EVGA power supplies are kind of overrated. The new ones use Super Flower but the older models like the one you linked to are rebranded Sirtec units. They're decent supplies but there's better that you can get. BD-R isn't necessary. Games will never use BD-R and watching movies on BD-R is more of a pain than is necessary.
June 25, 2013 9:09:09 PM

g-unit1111 said:
The Seasonic M12s aren't fully modular units. They're partial modular meaning that the 12V power and 24 pin voltage connectors are on board but the rest of the cables can be switched out. They're also Bronze rated, not gold rated, although that doesn't really make much of a difference. Neither of the PSUs you recommended are full modular units. If you want a quality one, it's going to cost you way more than $100. I'd suggest reading about the products before recommending them.

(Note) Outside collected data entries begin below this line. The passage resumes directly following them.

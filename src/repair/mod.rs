// SPDX-License-Identifier: Apache-2.0
// Copyright (c) 2025 Polyframe Inc.

//! Repair stage - boundary filling and self-intersection cleanup

mod fill;
mod fixer;
mod intersect;

pub use fixer::MeshFixer;

use crate::error::{MeshBoolError, Result};
use crate::geometry::Mesh;
use crate::io::{from_arrays, to_arrays};
use serde::{Deserialize, Serialize};
use tracing::{info, instrument};

/// Which repair steps run and with what limits
#[derive(Debug, Clone, PartialEq, Serialize, Deserialize)]
#[serde(default)]
pub struct RepairOptions {
    pub fill_holes: bool,
    /// Largest hole, in boundary edges, that gets filled; 0 fills all
    pub max_hole_edges: usize,
    pub clean: bool,
    pub clean_max_iters: usize,
    pub clean_inner_loops: usize,
}

impl Default for RepairOptions {
    fn default() -> Self {
        Self {
            fill_holes: true,
            max_hole_edges: 0,
            clean: false,
            clean_max_iters: 10,
            clean_inner_loops: 3,
        }
    }
}

/// What the repair stage did
#[derive(Debug, Clone, Default, PartialEq, Serialize, Deserialize)]
pub struct RepairReport {
    pub boundaries_before: usize,
    pub holes_filled: usize,
    /// Boundary loops left after all enabled steps
    pub boundaries: usize,
    /// `Some(true)` when cleaning ran and left no self-intersections
    pub self_intersection_free: Option<bool>,
    pub vertices: usize,
    pub triangles: usize,
}

/// Run the mesh fixer over `mesh` and rebuild a mesh from its output
#[instrument(skip_all, fields(vertices = mesh.vertex_count(), triangles = mesh.triangle_count()))]
pub fn repair(mesh: &Mesh, options: &RepairOptions) -> Result<(Mesh, RepairReport)> {
    let mut fixer = MeshFixer::load_arrays(&to_arrays(mesh))?;

    let boundaries_before = fixer.boundaries();
    let holes_filled = if options.fill_holes {
        fixer.fill_small_boundaries(options.max_hole_edges)
    } else {
        0
    };

    let mut boundaries = fixer.boundaries();
    info!("There are {} boundaries", boundaries);

    let self_intersection_free = if options.clean {
        let free = fixer.clean(options.clean_max_iters, options.clean_inner_loops);
        boundaries = fixer.boundaries();
        info!(free, boundaries, "cleaning finished");
        Some(free)
    } else {
        None
    };

    let repaired =
        from_arrays(&fixer.return_arrays()).map_err(|e| MeshBoolError::Repair(e.to_string()))?;

    let report = RepairReport {
        boundaries_before,
        holes_filled,
        boundaries,
        self_intersection_free,
        vertices: repaired.vertex_count(),
        triangles: repaired.triangle_count(),
    };
    Ok((repaired, report))
}

#[cfg(test)]
mod tests {
    use super::*;
    use crate::geometry::make_sphere;
    use nalgebra::Point3;

    #[test]
    fn test_default_options_fill_only() {
        let options = RepairOptions::default();
        assert!(options.fill_holes);
        assert!(!options.clean);
        assert_eq!(options.max_hole_edges, 0);
    }

    #[test]
    fn test_options_deserialize_partial_table() {
        let options: RepairOptions = toml::from_str("clean = true\nmax_hole_edges = 12").unwrap();
        assert!(options.fill_holes);
        assert!(options.clean);
        assert_eq!(options.max_hole_edges, 12);
        assert_eq!(options.clean_max_iters, 10);
    }

    #[test]
    fn test_repair_closes_open_sphere() {
        let mut mesh = make_sphere(Point3::origin(), 1.0).unwrap();
        mesh.triangles.truncate(90);

        let (repaired, report) = repair(&mesh, &RepairOptions::default()).unwrap();
        assert!(report.boundaries_before >= 1);
        assert_eq!(report.holes_filled, report.boundaries_before);
        assert_eq!(report.boundaries, 0);
        assert_eq!(report.self_intersection_free, None);
        assert_eq!(report.triangles, repaired.triangle_count());
    }

    #[test]
    fn test_repair_without_fill_keeps_holes() {
        let mut mesh = make_sphere(Point3::origin(), 1.0).unwrap();
        mesh.triangles.remove(10);
        let options = RepairOptions {
            fill_holes: false,
            ..RepairOptions::default()
        };

        let (repaired, report) = repair(&mesh, &options).unwrap();
        assert_eq!(report.boundaries, 1);
        assert_eq!(repaired.triangle_count(), 95);
    }

    #[test]
    fn test_repair_rejects_empty_mesh() {
        assert!(matches!(
            repair(&Mesh::empty(), &RepairOptions::default()),
            Err(MeshBoolError::Repair(_))
        ));
    }
}
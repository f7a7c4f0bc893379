// SPDX-License-Identifier: Apache-2.0
// Copyright (c) 2025 Polyframe Inc.

//! Orthographic trackball camera

use crate::geometry::BoundingBox;
use egui::{Pos2, Rect, Vec2};
use nalgebra::{Point3, UnitQuaternion, Vector3};
use std::f64::consts::PI;

/// Radians per dragged pixel
const ROTATE_SPEED: f64 = 0.01;
/// Margin kept around the fitted bounds
const FIT_MARGIN: f64 = 1.15;

#[derive(Debug, Clone, Copy, PartialEq)]
pub struct TrackballCamera {
    /// World point kept at the viewport centre
    pub target: Point3<f64>,
    /// World to view rotation; view x is right, y up, z towards the viewer
    pub rotation: UnitQuaternion<f64>,
    /// Half of the visible height in world units
    pub half_height: f64,
    home: (Point3<f64>, UnitQuaternion<f64>, f64),
}

impl TrackballCamera {
    /// Three-quarter view from above, framing `bbox`
    pub fn fit(bbox: &BoundingBox) -> Self {
        let (target, radius) = if bbox.is_empty() {
            (Point3::origin(), 1.0)
        } else {
            (bbox.center(), bbox.diagonal() / 2.0)
        };
        let radius = if radius > f64::EPSILON { radius } else { 1.0 };

        let rotation = UnitQuaternion::from_axis_angle(&Vector3::x_axis(), -PI / 3.0)
            * UnitQuaternion::from_axis_angle(&Vector3::z_axis(), -PI / 4.0);
        let half_height = radius * FIT_MARGIN;

        Self {
            target,
            rotation,
            half_height,
            home: (target, rotation, half_height),
        }
    }

    pub fn reset(&mut self) {
        (self.target, self.rotation, self.half_height) = self.home;
    }

    /// Horizontal drag spins about the screen's vertical axis, vertical
    /// drag about its horizontal axis
    pub fn rotate(&mut self, drag: Vec2) {
        let yaw = UnitQuaternion::from_axis_angle(&Vector3::y_axis(), drag.x as f64 * ROTATE_SPEED);
        let pitch =
            UnitQuaternion::from_axis_angle(&Vector3::x_axis(), drag.y as f64 * ROTATE_SPEED);
        self.rotation = yaw * pitch * self.rotation;
    }

    /// Factors below 1 zoom in
    pub fn zoom(&mut self, factor: f64) {
        self.half_height = (self.half_height * factor).clamp(1e-9, 1e12);
    }

    /// Move the target so the scene follows the pointer
    pub fn pan(&mut self, drag: Vec2, viewport: Rect) {
        let per_pixel = self.world_per_pixel(viewport);
        let offset = Vector3::new(-drag.x as f64 * per_pixel, drag.y as f64 * per_pixel, 0.0);
        self.target += self.rotation.inverse_transform_vector(&offset);
    }

    /// View-space coordinates of a world point
    pub fn to_view(&self, point: &Point3<f64>) -> Vector3<f64> {
        self.rotation * (point - self.target)
    }

    pub fn to_view_direction(&self, direction: &Vector3<f64>) -> Vector3<f64> {
        self.rotation * direction
    }

    /// Screen position and depth (larger is nearer) of a world point
    pub fn project(&self, point: &Point3<f64>, viewport: Rect) -> (Pos2, f64) {
        let view = self.to_view(point);
        let scale = 1.0 / self.world_per_pixel(viewport);
        let center = viewport.center();
        let screen = Pos2::new(
            center.x + (view.x * scale) as f32,
            center.y - (view.y * scale) as f32,
        );
        (screen, view.z)
    }

    fn world_per_pixel(&self, viewport: Rect) -> f64 {
        2.0 * self.half_height / (viewport.height().max(1.0) as f64)
    }
}

#[cfg(test)]
mod tests {
    use super::*;
    use approx::assert_relative_eq;

    fn viewport() -> Rect {
        Rect::from_min_size(Pos2::ZERO, Vec2::new(800.0, 600.0))
    }

    fn unit_box() -> BoundingBox {
        BoundingBox::new(Point3::new(-1.0, -1.0, -1.0), Point3::new(1.0, 1.0, 1.0))
    }

    #[test]
    fn test_fit_centres_target() {
        let camera = TrackballCamera::fit(&unit_box());
        let (screen, _) = camera.project(&Point3::origin(), viewport());

        assert_relative_eq!(screen.x, 400.0, epsilon = 1e-3);
        assert_relative_eq!(screen.y, 300.0, epsilon = 1e-3);
        assert_relative_eq!(camera.half_height, 3f64.sqrt() * FIT_MARGIN, epsilon = 1e-12);
    }

    #[test]
    fn test_world_up_points_up_on_screen() {
        let camera = TrackballCamera::fit(&unit_box());
        let (top, _) = camera.project(&Point3::new(0.0, 0.0, 1.0), viewport());
        assert!(top.y < 300.0);
    }

    #[test]
    fn test_zoom_and_reset() {
        let mut camera = TrackballCamera::fit(&unit_box());
        let home = camera;

        camera.zoom(0.5);
        camera.rotate(Vec2::new(40.0, -10.0));
        camera.pan(Vec2::new(5.0, 5.0), viewport());
        assert_ne!(camera, home);

        camera.reset();
        assert_eq!(camera, home);
    }

    #[test]
    fn test_pan_follows_pointer() {
        let mut camera = TrackballCamera::fit(&unit_box());
        let before = camera.project(&Point3::origin(), viewport()).0;

        camera.pan(Vec2::new(20.0, -10.0), viewport());
        let after = camera.project(&Point3::origin(), viewport()).0;

        assert_relative_eq!(after.x - before.x, 20.0, epsilon = 1e-3);
        assert_relative_eq!(after.y - before.y, -10.0, epsilon = 1e-3);
    }

    #[test]
    fn test_empty_bounds_fit_unit_view() {
        let camera = TrackballCamera::fit(&BoundingBox::empty());
        assert_eq!(camera.target, Point3::origin());
        assert_relative_eq!(camera.half_height, FIT_MARGIN);
    }
}
// SPDX-License-Identifier: Apache-2.0
// Copyright (c) 2025 Polyframe Inc.

//! Repair stage against meshes read back from disk

use anyhow::Result;
use meshbool::geometry::mesh_utils::{is_closed, signed_volume};
use meshbool::geometry::{Mesh, Primitive};
use meshbool::{io, make_sphere, repair, Pipeline, RepairOptions};
use nalgebra::{Point3, Vector3};
use tempfile::TempDir;

/// Unit sphere with the triangles around its north pole removed
fn capped_sphere() -> Result<Mesh> {
    let mut sphere = make_sphere(Point3::origin(), 1.0)?;
    sphere.triangles.retain(|t| !t.indices.contains(&0));
    Ok(sphere)
}

#[test]
fn test_open_sphere_is_closed_after_file_round_trip() -> Result<()> {
    let dir = TempDir::new()?;
    let path = dir.path().join("open.ply");
    io::save(&capped_sphere()?, &path)?;

    let loaded = io::load(&path)?;
    assert!(!is_closed(&loaded));

    let (repaired, report) = repair(&loaded, &RepairOptions::default())?;
    assert_eq!(report.boundaries_before, 1);
    assert_eq!(report.holes_filled, 1);
    assert_eq!(report.boundaries, 0);
    assert!(is_closed(&repaired));
    assert!(signed_volume(&repaired) > 0.0);
    Ok(())
}

#[test]
fn test_hole_limit_leaves_large_holes_open() -> Result<()> {
    let options = RepairOptions {
        max_hole_edges: 4,
        ..RepairOptions::default()
    };
    let (repaired, report) = repair(&capped_sphere()?, &options)?;

    assert_eq!(report.holes_filled, 0);
    assert_eq!(report.boundaries, 1);
    assert!(!is_closed(&repaired));
    Ok(())
}

#[test]
fn test_closed_mesh_passes_through() -> Result<()> {
    let cube = Primitive::cube(Vector3::new(1.0, 2.0, 3.0), false).to_mesh()?;
    let options = RepairOptions {
        clean: true,
        ..RepairOptions::default()
    };
    let (repaired, report) = repair(&cube, &options)?;

    assert_eq!(report.boundaries, 0);
    assert_eq!(report.self_intersection_free, Some(true));
    assert_eq!(repaired.triangle_count(), 12);
    Ok(())
}

#[test]
fn test_pipeline_repairs_before_sizing_sphere() -> Result<()> {
    let dir = TempDir::new()?;
    let path = dir.path().join("open.stl");
    io::save(&capped_sphere()?, &path)?;

    let output = Pipeline::builder(&path).build()?.execute()?;
    let report = output.repair_report.as_ref().expect("repair ran");
    assert_eq!(report.boundaries, 0);
    assert!(is_closed(&output.mesh));
    assert!(!output.result.is_empty());
    Ok(())
}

I'd also drop the H80 - there's far better liquid coolers you can get, and far better air coolers you can get for the same price or less.

Here's what I would get for $1500:

PCPartPicker part list / Price breakdown by merchant / Benchmarks

CPU: Intel Core i5-4670K 3.4GHz Quad-Core Processor ($239.99 @ Newegg)
CPU Cooler: Noctua NH-U9B SE2 37.9 CFM CPU Cooler ($60.99 @ Newegg)
Motherboard: ASRock Z87 Extreme4 ATX LGA1150 Motherboard ($149.99 @ Newegg)
Memory: Mushkin Blackline 8GB (2 x 4GB) DDR3-1600 Memory ($64.99 @ Newegg)
Storage: OCZ Vector Series 128GB 2.5" Solid State Disk ($139.99 @ Newegg)
Storage: Western Digital Caviar Blue 1TB 3.5" 7200RPM Internal Hard Drive ($69.99 @ Newegg)
Video Card: EVGA GeForce GTX 770 2GB Video Card ($425.91 @ Newegg)
Case: Corsair 400R ATX Mid Tower Case ($107.98 @ Newegg)
Power Supply: PC Power & Cooling Silencer MK III 600W 80 PLUS Bronze Certified ATX12V Power Supply ($89.99 @ Newegg)
Optical Drive: Lite-On iHAS124-04 DVD/CD Writer ($17.99 @ Newegg)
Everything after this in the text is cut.